In the 20-point solution, the Senate stated: “This team should include Senators from the zone, and should oversee and advice on all the interventions and negotiations that are necessary to bring peace and stability to the Region.”

It  tasked the Federal Government to ensure that all cases of unwholesome practices in the export of crude oil are vigorously pursued and dealt with decisively.

It further mandated the Federal Government to ensure that all cases involving unaccounted oil exports are pursued with vigour and culprits brought to book.
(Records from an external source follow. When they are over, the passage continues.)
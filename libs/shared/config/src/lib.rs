use std::env;
use std::fmt::Display;
use std::ops::RangeInclusive;
use std::str::FromStr;
use std::time::Duration;

use serde::{Deserialize, Serialize};
use tracing::warn;

#[derive(Debug, Clone)]
pub struct AppConfig {
    pub supabase_url: String,
    pub supabase_anon_key: String,
    pub scheduling: SchedulingConfig,
    pub booking_webhook_url: Option<String>,
    pub booking_anchor_url: Option<String>,
}

/// Accepted lead times, from none up to a year.
pub const BOOKING_LEAD_MINUTES_RANGE: RangeInclusive<i64> = 0..=525_600;
/// Accepted booking horizons, up to ten years.
pub const BOOKING_AHEAD_DAYS_RANGE: RangeInclusive<i64> = 0..=3_650;

/// Booking rules and commit tuning shared by the schedule and appointment cells.
#[derive(Debug, Clone, Serialize, Deserialize, PartialEq)]
pub struct SchedulingConfig {
    /// Earliest bookable moment, measured from now.
    pub min_booking_lead_minutes: i64,
    /// Latest bookable date, measured from now.
    pub max_booking_ahead_days: i64,
    pub payment_code_prefix: String,
    pub transaction_timeout_ms: u64,
    /// Upper bound on booking commit attempts when the payment code collides.
    pub max_commit_attempts: u32,
}

impl Default for SchedulingConfig {
    fn default() -> Self {
        Self {
            min_booking_lead_minutes: 60,
            max_booking_ahead_days: 30,
            payment_code_prefix: "LH".to_string(),
            transaction_timeout_ms: 5_000,
            max_commit_attempts: 3,
        }
    }
}

impl SchedulingConfig {
    pub fn from_env() -> Self {
        let defaults = Self::default();

        Self {
            min_booking_lead_minutes: bounded_or(
                "BOOKING_MIN_LEAD_MINUTES",
                parse_or("BOOKING_MIN_LEAD_MINUTES", defaults.min_booking_lead_minutes),
                defaults.min_booking_lead_minutes,
                BOOKING_LEAD_MINUTES_RANGE,
            ),
            max_booking_ahead_days: bounded_or(
                "BOOKING_MAX_AHEAD_DAYS",
                parse_or("BOOKING_MAX_AHEAD_DAYS", defaults.max_booking_ahead_days),
                defaults.max_booking_ahead_days,
                BOOKING_AHEAD_DAYS_RANGE,
            ),
            payment_code_prefix: env::var("PAYMENT_CODE_PREFIX")
                .unwrap_or_else(|_| defaults.payment_code_prefix.clone()),
            transaction_timeout_ms: parse_or("BOOKING_TX_TIMEOUT_MS", defaults.transaction_timeout_ms),
            max_commit_attempts: parse_or("BOOKING_MAX_COMMIT_ATTEMPTS", defaults.max_commit_attempts).max(1),
        }
    }

    pub fn transaction_timeout(&self) -> Duration {
        Duration::from_millis(self.transaction_timeout_ms)
    }

    /// Lead time clamped into [`BOOKING_LEAD_MINUTES_RANGE`].
    pub fn min_booking_lead_minutes_bounded(&self) -> i64 {
        clamp_into(self.min_booking_lead_minutes, &BOOKING_LEAD_MINUTES_RANGE)
    }

    /// Horizon clamped into [`BOOKING_AHEAD_DAYS_RANGE`].
    pub fn max_booking_ahead_days_bounded(&self) -> i64 {
        clamp_into(self.max_booking_ahead_days, &BOOKING_AHEAD_DAYS_RANGE)
    }
}

impl AppConfig {
    pub fn from_env() -> Self {
        let config = Self {
            supabase_url: env::var("SUPABASE_URL")
                .unwrap_or_else(|_| {
                    warn!("SUPABASE_URL not set, using empty value");
                    String::new()
                }),
            supabase_anon_key: env::var("SUPABASE_ANON_PUBLIC_KEY")
                .unwrap_or_else(|_| {
                    warn!("SUPABASE_ANON_PUBLIC_KEY not set, using empty value");
                    String::new()
                }),
            scheduling: SchedulingConfig::from_env(),
            booking_webhook_url: env::var("BOOKING_WEBHOOK_URL").ok().filter(|v| !v.is_empty()),
            booking_anchor_url: env::var("BOOKING_ANCHOR_URL").ok().filter(|v| !v.is_empty()),
        };

        if !config.is_configured() {
            warn!("Application not fully configured - doctor directory will be unreachable");
        }

        config
    }

    pub fn is_configured(&self) -> bool {
        !self.supabase_url.is_empty() && !self.supabase_anon_key.is_empty()
    }
}

fn parse_or<T: FromStr + Copy + Display>(key: &str, default: T) -> T {
    match env::var(key) {
        Ok(raw) => raw.trim().parse().unwrap_or_else(|_| {
            warn!("{} has invalid value '{}', using default {}", key, raw, default);
            default
        }),
        Err(_) => default,
    }
}

fn bounded_or<T: PartialOrd + Copy + Display>(key: &str, value: T, default: T, range: RangeInclusive<T>) -> T {
    if range.contains(&value) {
        return value;
    }
    warn!(
        "{} value {} is outside {}..={}, using default {}",
        key,
        value,
        range.start(),
        range.end(),
        default
    );
    default
}

fn clamp_into(value: i64, range: &RangeInclusive<i64>) -> i64 {
    value.clamp(*range.start(), *range.end())
}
According to the Ad-hoc committee set up by the Upper Chamber of the National Assembly to harmonize the two-day debate by members on the economic crisis, it urged the Federal Government to among other things “engage in meaningful and inclusive dialogue with the aggrieved Niger Deltans to avoid an escalation of the conflict in the region, ensure protection of the Nigeria oil pipelines and the resultant increase in oil production, sales, and economic boost”.

The report of the ad-hoc committee stated that the engagement of the militants in dialogue is necessary because of the falling oil revenue  from an average of about $110 in 2014 to $30 in January, 2016 and $46 today.

Accordingly, the report said: “This fall in revenue was further exacerbated by the vandalization of the nation’s oil asset in the Niger Delta region that nearly halved the nation’s oil production and export from 2.1 million barrels per day to just about 1 million barrels per day.

“All this was happening in the absence of any saving from the high oil prices of the last decade that saw the nation’s foreign exchange reserves plummeting from more than $60 billion dollars in 2007 to about $24 billion.”

In recommending dialogue, the Senate said that it is necessary “in order to shore up our foreign reserves, Government should explore every avenue to restore the oil production target of 2.2 million barrels per day.

“Peaceful means should be immediately crafted and adopted to stop the vandalization of petroleum and gas assets in the Niger Delta Region. Government must engage in meaningful and inclusive dialogue with the aggrieved Niger Delta Militants to avoid an escalation of the unrest in the region and ensure protection of our Nation’s oil and gas assets to facilitate increase in oil production and boost revenue there from.”